Pro Wrestling Impact

Pro wrestling coverage of TNA, WWE, and Independent Feds

Monday, October 25, 2004

Telling it like it is. by Jon-Michael Newton

In the early 90's a small wrestling promotion started out of a sports bar in
Philidelphia, PA. Shortly thereafter, it moved to small arenas and a ex-WCW
employee became it's creative lifeblood. This man's mantra was to create
exciting and innovative, over the top storylines and characters with new
blood and with wrestlers that had been in the WWE or WCW. They were
wrestlers with great potential, like Mick Foley, Steve Austin, and Shane
Douglas. A few legends, like Terry Funk were sprinkled in, but with no
overkill. The formula worked, and from 1994-1998, this promotion was the
best in all of wrestling hands down. You may have heard of the man. His
name was Paul Heyman, and his promotion, Extreme Championship Wrestling, was
a phenomenon that we will never see duplicated in this business again.

Fast forward to 2004. A small, yet deeply rooted promotion, NWA TNA, has
formed in Orlando, FL. With a small, but rabid fan base, and exciting young
stars, and fairly well drawn storylines on the miscard level, it has
potential.
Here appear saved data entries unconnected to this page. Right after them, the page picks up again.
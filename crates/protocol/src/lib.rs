pub mod messages;
pub mod types;

pub use messages::{
    ChartData, MessageReply, Recipe, RecordedRecipe, RunRequest, StatusQuery, StatusReply,
};
pub use types::{InterpPoint, PidParams, ProfilePoint, TemperatureSample};
use std::fmt;

use serde::{Deserialize, Serialize};

/// Lifecycle of the remote control process as this client models it.
#[derive(Debug, Clone, Copy, PartialEq, Eq, Serialize, Deserialize)]
pub enum ProcessState {
    /// No process; the profile is editable.
    Idle,
    /// Control loop active; all editing is locked.
    Running,
    /// The loop ran the whole profile to completion.
    Finished,
    /// The loop was terminated early.
    Killed,
}

impl ProcessState {
    /// Map the backend's status string. The backend emits exactly four
    /// strings; anything unrecognized is treated as "not running" so a
    /// confused client converges through the reset path instead of
    /// wedging in Running.
    pub fn from_status(status: &str) -> Self {
        match status {
            "running" => Self::Running,
            "finished" => Self::Finished,
            "killed" => Self::Killed,
            _ => Self::Idle,
        }
    }

    pub fn is_terminal(self) -> bool {
        matches!(self, Self::Finished | Self::Killed)
    }
}

impl fmt::Display for ProcessState {
    fn fmt(&self, f: &mut fmt::Formatter<'_>) -> fmt::Result {
        match self {
            Self::Idle => write!(f, "not running"),
            Self::Running => write!(f, "running"),
            Self::Finished => write!(f, "finished"),
            Self::Killed => write!(f, "killed"),
        }
    }
}

impl Default for ProcessState {
    fn default() -> Self {
        Self::Idle
    }
}

/// State machine driven from two directions: local user actions
/// (start / stop / clear) and backend status observed on every poll.
///
/// `Idle → Running → {Finished, Killed}`; terminal states return to
/// `Idle` only through an explicit clear. Profile editing is allowed in
/// `Idle` only — a killed or finished run keeps the curve locked so the
/// recorded trace stays comparable to the profile that produced it.
#[derive(Debug, Clone, Copy, Default)]
pub struct ProcessLifecycle {
    state: ProcessState,
}

impl ProcessLifecycle {
    pub fn new() -> Self {
        Self::default()
    }

    pub fn state(&self) -> ProcessState {
        self.state
    }

    pub fn editing_locked(&self) -> bool {
        self.state != ProcessState::Idle
    }

    pub fn can_start(&self) -> bool {
        self.state == ProcessState::Idle
    }

    pub fn can_stop(&self) -> bool {
        self.state == ProcessState::Running
    }

    /// Local start action accepted: lock in Running before the request is
    /// even on the wire, so duplicate clicks have no effect.
    pub fn start(&mut self) -> bool {
        if !self.can_start() {
            return false;
        }
        self.state = ProcessState::Running;
        true
    }

    /// Kill acknowledged by the backend. Editing stays locked until clear.
    pub fn stopped(&mut self) {
        self.state = ProcessState::Killed;
    }

    /// Reconcile with the status observed on a poll. Running →
    /// Finished/Killed is the normal end of a run, not an error; an
    /// externally started run moves an idle client into Running.
    pub fn observe(&mut self, observed: ProcessState) {
        self.state = observed;
    }

    /// Explicit clear (or externally observed reset): back to Idle,
    /// editing re-enabled.
    pub fn reset(&mut self) {
        self.state = ProcessState::Idle;
    }
}

#[cfg(test)]
mod tests {
    use super::*;

    #[test]
    fn status_string_mapping() {
        assert_eq!(ProcessState::from_status("not running"), ProcessState::Idle);
        assert_eq!(ProcessState::from_status("running"), ProcessState::Running);
        assert_eq!(ProcessState::from_status("finished"), ProcessState::Finished);
        assert_eq!(ProcessState::from_status("killed"), ProcessState::Killed);
        // unknown strings fall back to not-running semantics
        assert_eq!(ProcessState::from_status("rebooting"), ProcessState::Idle);
    }

    #[test]
    fn start_only_from_idle() {
        let mut lifecycle = ProcessLifecycle::new();
        assert!(lifecycle.start());
        assert_eq!(lifecycle.state(), ProcessState::Running);
        // duplicate start is a no-op
        assert!(!lifecycle.start());
    }

    #[test]
    fn terminal_observation_ends_a_run() {
        let mut lifecycle = ProcessLifecycle::new();
        lifecycle.start();
        lifecycle.observe(ProcessState::Finished);
        assert_eq!(lifecycle.state(), ProcessState::Finished);
        assert!(lifecycle.editing_locked());
        assert!(!lifecycle.can_start());
    }

    #[test]
    fn kill_keeps_editing_locked_until_clear() {
        let mut lifecycle = ProcessLifecycle::new();
        lifecycle.start();
        lifecycle.stopped();
        assert_eq!(lifecycle.state(), ProcessState::Killed);
        assert!(lifecycle.editing_locked());
        lifecycle.reset();
        assert_eq!(lifecycle.state(), ProcessState::Idle);
        assert!(!lifecycle.editing_locked());
    }

    #[test]
    fn externally_started_run_locks_editing() {
        let mut lifecycle = ProcessLifecycle::new();
        lifecycle.observe(ProcessState::Running);
        assert!(lifecycle.editing_locked());
        assert!(lifecycle.can_stop());
    }

    #[test]
    fn display_matches_backend_strings() {
        assert_eq!(ProcessState::Idle.to_string(), "not running");
        assert_eq!(ProcessState::Killed.to_string(), "killed");
    }
}
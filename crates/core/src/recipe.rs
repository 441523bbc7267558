use ovenpilot_protocol::{PidParams, ProfilePoint, Recipe};
use thiserror::Error;

#[derive(Debug, Error)]
pub enum RecipeError {
    #[error("invalid JSON: {0}")]
    Json(#[from] serde_json::Error),
    #[error("'profile' key does not exist in the recipe")]
    MissingProfile,
    #[error("profile editing is locked while the process is active")]
    EditingLocked,
}

/// Decode a recipe file.
///
/// The `profile` key is required; an import without it fails whole, with
/// no partial state applied. `pid_param` is optional and dropped silently
/// unless it carries numeric, finite kp/ki/kd — a partial parameter
/// block does not fail the import, the backend defaults cover it.
pub fn parse_recipe(data: &[u8]) -> Result<Recipe, RecipeError> {
    let value: serde_json::Value = serde_json::from_slice(data)?;
    let Some(profile_value) = value.get("profile") else {
        return Err(RecipeError::MissingProfile);
    };
    let profile: Vec<ProfilePoint> = serde_json::from_value(profile_value.clone())?;
    let pid_param = value
        .get("pid_param")
        .and_then(|v| serde_json::from_value::<PidParams>(v.clone()).ok())
        .filter(PidParams::is_finite);
    Ok(Recipe { profile, pid_param })
}
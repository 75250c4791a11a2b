use chrono::Utc;
use hmac::{Hmac, Mac};
use serde::Deserialize;
use sha2::Sha256;
use std::sync::Arc;
use tracing::{info, warn};

use crate::lifecycle::BookingLifecycleManager;
use voyara_core::booking::BookingStatus;
use voyara_core::notify::Notifier;
use voyara_core::payment::PaymentStatus;
use voyara_core::repository::BookingStore;
use voyara_core::{BookingError, BookingResult};

type HmacSha256 = Hmac<Sha256>;

/// Provider event envelope, Stripe-style.
#[derive(Debug, Deserialize)]
pub struct WebhookEvent {
    pub id: String,
    #[serde(rename = "type")]
    pub event_type: String,
    pub data: WebhookData,
}

#[derive(Debug, Deserialize)]
pub struct WebhookData {
    pub object: IntentObject,
}

#[derive(Debug, Deserialize)]
pub struct IntentObject {
    pub id: String,
    pub status: Option<String>,
    pub metadata: Option<serde_json::Value>,
}

/// HMAC-SHA256 of the raw body, hex-encoded. This is the signature the
/// provider is expected to put in the webhook header.
pub fn sign(secret: &str, body: &[u8]) -> String {
    let mut mac = HmacSha256::new_from_slice(secret.as_bytes())
        .expect("HMAC can take key of any size");
    mac.update(body);
    hex::encode(mac.finalize().into_bytes())
}

/// Asynchronous reconciliation of gateway-reported payment outcomes. The
/// gateway delivers at least once; every path here is safe to repeat because
/// updates are keyed by the gateway intent id and transitions to an
/// already-reached state are no-ops.
pub struct PaymentWebhookProcessor {
    store: Arc<dyn BookingStore>,
    lifecycle: Arc<BookingLifecycleManager>,
    notifier: Arc<dyn Notifier>,
    webhook_secret: String,
}

impl PaymentWebhookProcessor {
    pub fn new(
        store: Arc<dyn BookingStore>,
        lifecycle: Arc<BookingLifecycleManager>,
        notifier: Arc<dyn Notifier>,
        webhook_secret: String,
    ) -> Self {
        Self {
            store,
            lifecycle,
            notifier,
            webhook_secret,
        }
    }

    pub async fn handle(&self, raw_body: &[u8], signature: &str) -> BookingResult<()> {
        if !self.verify(raw_body, signature) {
            return Err(BookingError::Signature);
        }

        let event: WebhookEvent = serde_json::from_slice(raw_body)
            .map_err(|_| BookingError::Validation("malformed webhook payload".to_string()))?;
        let intent_id = event.data.object.id.as_str();
        info!("Received webhook {} ({})", event.id, event.event_type);

        match event.event_type.as_str() {
            "payment_intent.succeeded" => self.apply(intent_id, PaymentStatus::Succeeded).await,
            "payment_intent.payment_failed" => self.apply(intent_id, PaymentStatus::Failed).await,
            "payment_intent.canceled" => self.apply(intent_id, PaymentStatus::Canceled).await,
            other => {
                // Acknowledge so the gateway does not retry events we ignore.
                info!("Ignoring webhook event type {}", other);
                Ok(())
            }
        }
    }

    fn verify(&self, body: &[u8], signature: &str) -> bool {
        let Ok(mut mac) = HmacSha256::new_from_slice(self.webhook_secret.as_bytes()) else {
            return false;
        };
        mac.update(body);
        let Ok(expected) = hex::decode(signature) else {
            return false;
        };
        mac.verify_slice(&expected).is_ok()
    }

    async fn apply(&self, intent_id: &str, target: PaymentStatus) -> BookingResult<()> {
        let Some(payment) = self
            .store
            .find_payment_by_intent(intent_id)
            .await
            .map_err(BookingError::store)?
        else {
            warn!("Webhook for unknown intent {}, acknowledging", intent_id);
            return Ok(());
        };

        if payment.status == target {
            info!("Intent {} already {}, redelivery no-op", intent_id, target);
            return Ok(());
        }
        if payment.status != PaymentStatus::Pending {
            warn!(
                "Intent {} is {} but gateway reported {}, ignoring",
                intent_id, payment.status, target
            );
            return Ok(());
        }

        match target {
            PaymentStatus::Succeeded => {
                self.store
                    .update_payment_status(intent_id, PaymentStatus::Succeeded, Some(Utc::now()))
                    .await
                    .map_err(BookingError::store)?;
                match self.lifecycle.confirm_payment(payment.booking_id).await {
                    Ok(booking) => {
                        // Best effort: a failed mail never rolls back payment state.
                        if let Err(err) = self.notifier.send_booking_confirmation(&booking).await {
                            warn!(
                                "Confirmation mail for booking {} failed: {}",
                                booking.id, err
                            );
                        }
                    }
                    Err(BookingError::InvalidTransition {
                        from: BookingStatus::Paid,
                        ..
                    }) => {
                        // Already reconciled by an earlier delivery.
                    }
                    Err(err) => return Err(err),
                }
            }
            PaymentStatus::Failed => {
                // Booking stays AWAITING_PAYMENT so the customer can retry
                // through the coordinator's reuse/new-intent path.
                self.store
                    .update_payment_status(intent_id, PaymentStatus::Failed, None)
                    .await
                    .map_err(BookingError::store)?;
            }
            PaymentStatus::Canceled => {
                self.store
                    .update_payment_status(intent_id, PaymentStatus::Canceled, None)
                    .await
                    .map_err(BookingError::store)?;
                match self
                    .lifecycle
                    .cancel_after_gateway(payment.booking_id, "payment canceled by gateway")
                    .await
                {
                    Ok(_) => {}
                    Err(BookingError::AlreadyFinal(status)) => {
                        warn!(
                            "Cancel webhook for booking {} in terminal status {}, ignoring",
                            payment.booking_id, status
                        );
                    }
                    Err(err) => return Err(err),
                }
            }
            PaymentStatus::Pending => {
                // Gateways never report back to pending.
            }
        }

        Ok(())
    }
}

#[cfg(test)]
mod tests {
    use super::*;
    use async_trait::async_trait;
    use bigdecimal::BigDecimal;
    use chrono::NaiveDate;
    use std::str::FromStr;
    use std::sync::atomic::{AtomicBool, AtomicUsize, Ordering};
    use uuid::Uuid;
    use voyara_core::booking::{Booking, NewPassenger};
    use voyara_core::flights::OpenFlightLookup;
    use voyara_core::passenger::ValidationRules;
    use voyara_core::payment::Payment;
    use voyara_core::StoreError;
    use voyara_store::MemoryBookingStore;

    const SECRET: &str = "whsec_test";

    struct CollectingNotifier {
        sent: AtomicUsize,
        fail: AtomicBool,
    }

    impl CollectingNotifier {
        fn new() -> Self {
            Self {
                sent: AtomicUsize::new(0),
                fail: AtomicBool::new(false),
            }
        }
    }

    #[async_trait]
    impl Notifier for CollectingNotifier {
        async fn send_booking_confirmation(&self, _booking: &Booking) -> Result<(), StoreError> {
            self.sent.fetch_add(1, Ordering::SeqCst);
            if self.fail.load(Ordering::SeqCst) {
                return Err("smtp down".into());
            }
            Ok(())
        }
    }

    struct Harness {
        store: Arc<MemoryBookingStore>,
        notifier: Arc<CollectingNotifier>,
        processor: PaymentWebhookProcessor,
        booking_id: Uuid,
    }

    async fn harness() -> Harness {
        let store = Arc::new(MemoryBookingStore::new());
        let lifecycle = Arc::new(BookingLifecycleManager::new(
            store.clone(),
            Arc::new(OpenFlightLookup),
            ValidationRules::default(),
        ));
        let notifier = Arc::new(CollectingNotifier::new());
        let processor = PaymentWebhookProcessor::new(
            store.clone(),
            lifecycle.clone(),
            notifier.clone(),
            SECRET.to_string(),
        );

        let view = lifecycle
            .create(
                crate::lifecycle::CreateBooking {
                    flight_id: Uuid::new_v4(),
                    total_amount: BigDecimal::from_str("1234.56").unwrap(),
                    currency: "BRL".to_string(),
                    passengers: vec![NewPassenger {
                        first_name: "Ana".to_string(),
                        last_name: "Souza".to_string(),
                        email: "ana@example.com".to_string(),
                        phone: "+55 11 91234-5678".to_string(),
                        document: "123.456.789-09".to_string(),
                        birth_date: NaiveDate::from_ymd_opt(1990, 5, 10).unwrap(),
                    }],
                    payment_preference: None,
                },
                "customer-a",
            )
            .await
            .unwrap();
        let booking_id = view.booking.id;

        store
            .insert_payment(&Payment {
                id: Uuid::new_v4(),
                booking_id,
                intent_id: Some("pi_1".to_string()),
                amount: BigDecimal::from_str("1234.56").unwrap(),
                currency: "BRL".to_string(),
                status: PaymentStatus::Pending,
                provider: "mockpay".to_string(),
                created_at: Utc::now(),
                paid_at: None,
            })
            .await
            .unwrap();

        Harness {
            store,
            notifier,
            processor,
            booking_id,
        }
    }

    fn event(event_type: &str, intent_id: &str) -> Vec<u8> {
        serde_json::json!({
            "id": "evt_1",
            "type": event_type,
            "data": { "object": { "id": intent_id, "status": "reported" } }
        })
        .to_string()
        .into_bytes()
    }

    async fn deliver(h: &Harness, event_type: &str, intent_id: &str) -> BookingResult<()> {
        let body = event(event_type, intent_id);
        let signature = sign(SECRET, &body);
        h.processor.handle(&body, &signature).await
    }

    #[tokio::test]
    async fn rejects_bad_signature_without_state_change() {
        let h = harness().await;
        let body = event("payment_intent.succeeded", "pi_1");

        let err = h.processor.handle(&body, "deadbeef").await.unwrap_err();
        assert!(matches!(err, BookingError::Signature));

        let payment = h.store.find_payment_by_intent("pi_1").await.unwrap().unwrap();
        assert_eq!(payment.status, PaymentStatus::Pending);
    }

    #[tokio::test]
    async fn rejects_malformed_payload() {
        let h = harness().await;
        let body = b"not json".to_vec();
        let signature = sign(SECRET, &body);
        let err = h.processor.handle(&body, &signature).await.unwrap_err();
        assert!(matches!(err, BookingError::Validation(_)));
    }

    #[tokio::test]
    async fn succeeded_pays_booking_and_notifies_once() {
        let h = harness().await;
        deliver(&h, "payment_intent.succeeded", "pi_1").await.unwrap();

        let payment = h.store.find_payment_by_intent("pi_1").await.unwrap().unwrap();
        assert_eq!(payment.status, PaymentStatus::Succeeded);
        assert!(payment.paid_at.is_some());

        let booking = h
            .store
            .get_booking_by_id(h.booking_id)
            .await
            .unwrap()
            .unwrap();
        assert_eq!(booking.status, BookingStatus::Paid);
        assert_eq!(h.notifier.sent.load(Ordering::SeqCst), 1);
    }

    #[tokio::test]
    async fn redelivered_success_is_idempotent() {
        let h = harness().await;
        deliver(&h, "payment_intent.succeeded", "pi_1").await.unwrap();
        deliver(&h, "payment_intent.succeeded", "pi_1").await.unwrap();

        let booking = h
            .store
            .get_booking_by_id(h.booking_id)
            .await
            .unwrap()
            .unwrap();
        assert_eq!(booking.status, BookingStatus::Paid);
        // Exactly one notification attempt across both deliveries.
        assert_eq!(h.notifier.sent.load(Ordering::SeqCst), 1);
    }

    #[tokio::test]
    async fn failure_leaves_booking_open_for_retry() {
        let h = harness().await;
        deliver(&h, "payment_intent.payment_failed", "pi_1")
            .await
            .unwrap();

        let payment = h.store.find_payment_by_intent("pi_1").await.unwrap().unwrap();
        assert_eq!(payment.status, PaymentStatus::Failed);

        let booking = h
            .store
            .get_booking_by_id(h.booking_id)
            .await
            .unwrap()
            .unwrap();
        assert_eq!(booking.status, BookingStatus::AwaitingPayment);
        assert_eq!(h.notifier.sent.load(Ordering::SeqCst), 0);
    }

    #[tokio::test]
    async fn canceled_cancels_booking() {
        let h = harness().await;
        deliver(&h, "payment_intent.canceled", "pi_1").await.unwrap();

        let payment = h.store.find_payment_by_intent("pi_1").await.unwrap().unwrap();
        assert_eq!(payment.status, PaymentStatus::Canceled);

        let booking = h
            .store
            .get_booking_by_id(h.booking_id)
            .await
            .unwrap()
            .unwrap();
        assert_eq!(booking.status, BookingStatus::Cancelled);
    }

    #[tokio::test]
    async fn unknown_event_and_intent_are_acknowledged() {
        let h = harness().await;
        deliver(&h, "charge.refund.updated", "pi_1").await.unwrap();
        deliver(&h, "payment_intent.succeeded", "pi_unknown")
            .await
            .unwrap();

        let booking = h
            .store
            .get_booking_by_id(h.booking_id)
            .await
            .unwrap()
            .unwrap();
        assert_eq!(booking.status, BookingStatus::AwaitingPayment);
    }

    #[tokio::test]
    async fn mail_failure_does_not_roll_back_payment() {
        let h = harness().await;
        h.notifier.fail.store(true, Ordering::SeqCst);

        deliver(&h, "payment_intent.succeeded", "pi_1").await.unwrap();

        let booking = h
            .store
            .get_booking_by_id(h.booking_id)
            .await
            .unwrap()
            .unwrap();
        assert_eq!(booking.status, BookingStatus::Paid);
        let payment = h.store.find_payment_by_intent("pi_1").await.unwrap().unwrap();
        assert_eq!(payment.status, PaymentStatus::Succeeded);
    }
}
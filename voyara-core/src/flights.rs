use async_trait::async_trait;
use bigdecimal::BigDecimal;
use chrono::{DateTime, Utc};
use serde::{Deserialize, Serialize};
use uuid::Uuid;

use crate::StoreError;

#[derive(Debug, Clone, Serialize, Deserialize)]
pub struct Flight {
    pub id: Uuid,
    pub origin: String,
    pub destination: String,
    pub departure: DateTime<Utc>,
    pub fare: BigDecimal,
    pub currency: String,
}

/// Read-only flight lookup by internal id. Search, availability and pricing
/// live elsewhere; the booking subsystem only needs existence checks.
#[async_trait]
pub trait FlightLookup: Send + Sync {
    async fn get_flight(&self, id: Uuid) -> Result<Option<Flight>, StoreError>;
}

/// Lookup that accepts every flight id. Used by tests and gateway-less local
/// runs where the flight catalog is not wired up.
pub struct OpenFlightLookup;

#[async_trait]
impl FlightLookup for OpenFlightLookup {
    async fn get_flight(&self, id: Uuid) -> Result<Option<Flight>, StoreError> {
        Ok(Some(Flight {
            id,
            origin: "GRU".to_string(),
            destination: "GIG".to_string(),
            departure: Utc::now(),
            fare: BigDecimal::from(0),
            currency: "BRL".to_string(),
        }))
    }
}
But the main weakness of TNA is at its top structure. TNA is
becoming more and more like WCW, The Ressurection, but instead of the things
that worked for them, TNA is using the concepts that brought WCW to its
knees.

Exhibit A: Vince Russo. It is common knowledge that Russo is not the
creative genius that he was hailed as during his WWE days. He seems
hell-bent on trying to steer the tradition marks, so he loads the roster
with wrestlers that are popular, but past their prime. It is a formula,
save for maybe Terry Funk, that simply does not work.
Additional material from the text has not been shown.